┌──
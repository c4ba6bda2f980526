//! Title validation applied to user input before it reaches the entities.
//!
//! Input is trimmed first. Every failing rule contributes a message, so a
//! request can report several problems at once.

use todo_core::{Session, MAX_TITLE_CHARS};

use crate::error::AppError;

const LIST_TITLE_REQUIRED: &str = "The list title is required.";
const LIST_TITLE_LENGTH: &str = "List title must be between 1 and 100 characters";
const LIST_TITLE_UNIQUE: &str = "List title must be unique";
const TODO_TITLE_REQUIRED: &str = "The todo title is required.";
const TODO_TITLE_LENGTH: &str = "Todo title must be between 1 and 100 characters";

/// Trim and check a list title, including uniqueness against every list in
/// `session` (exact, case-sensitive match).
pub fn list_title(raw: &str, session: &Session) -> Result<String, AppError> {
    let title = raw.trim();
    let mut errors = length_errors(title, LIST_TITLE_REQUIRED, LIST_TITLE_LENGTH);
    if session.has_list_titled(title) {
        errors.push(LIST_TITLE_UNIQUE.to_string());
    }
    finish(title, errors)
}

/// Trim and check a todo title.
pub fn todo_title(raw: &str) -> Result<String, AppError> {
    let title = raw.trim();
    let errors = length_errors(title, TODO_TITLE_REQUIRED, TODO_TITLE_LENGTH);
    finish(title, errors)
}

fn length_errors(title: &str, required: &str, length: &str) -> Vec<String> {
    let len = title.chars().count();
    let mut errors = Vec::new();
    if len == 0 {
        errors.push(required.to_string());
    }
    if len > MAX_TITLE_CHARS {
        errors.push(length.to_string());
    }
    errors
}

fn finish(title: &str, errors: Vec<String>) -> Result<String, AppError> {
    if errors.is_empty() {
        Ok(title.to_string())
    } else {
        Err(AppError::Validation(errors))
    }
}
└──
■ Problem to work on
Could you please find every line of the listing above holding the string "const" and copy it?

■ Response area
const LIST_TITLE_REQUIRED: &str = "The list title is required.";
const LIST_TITLE_LENGTH: &str = "List title must be between 1 and 100 characters";
const LIST_TITLE_UNIQUE: &str = "List title must be unique";
const TODO_TITLE_REQUIRED: &str = "The todo title is required.";
const TODO_TITLE_LENGTH: &str = "Todo title must be between 1 and 100 characters";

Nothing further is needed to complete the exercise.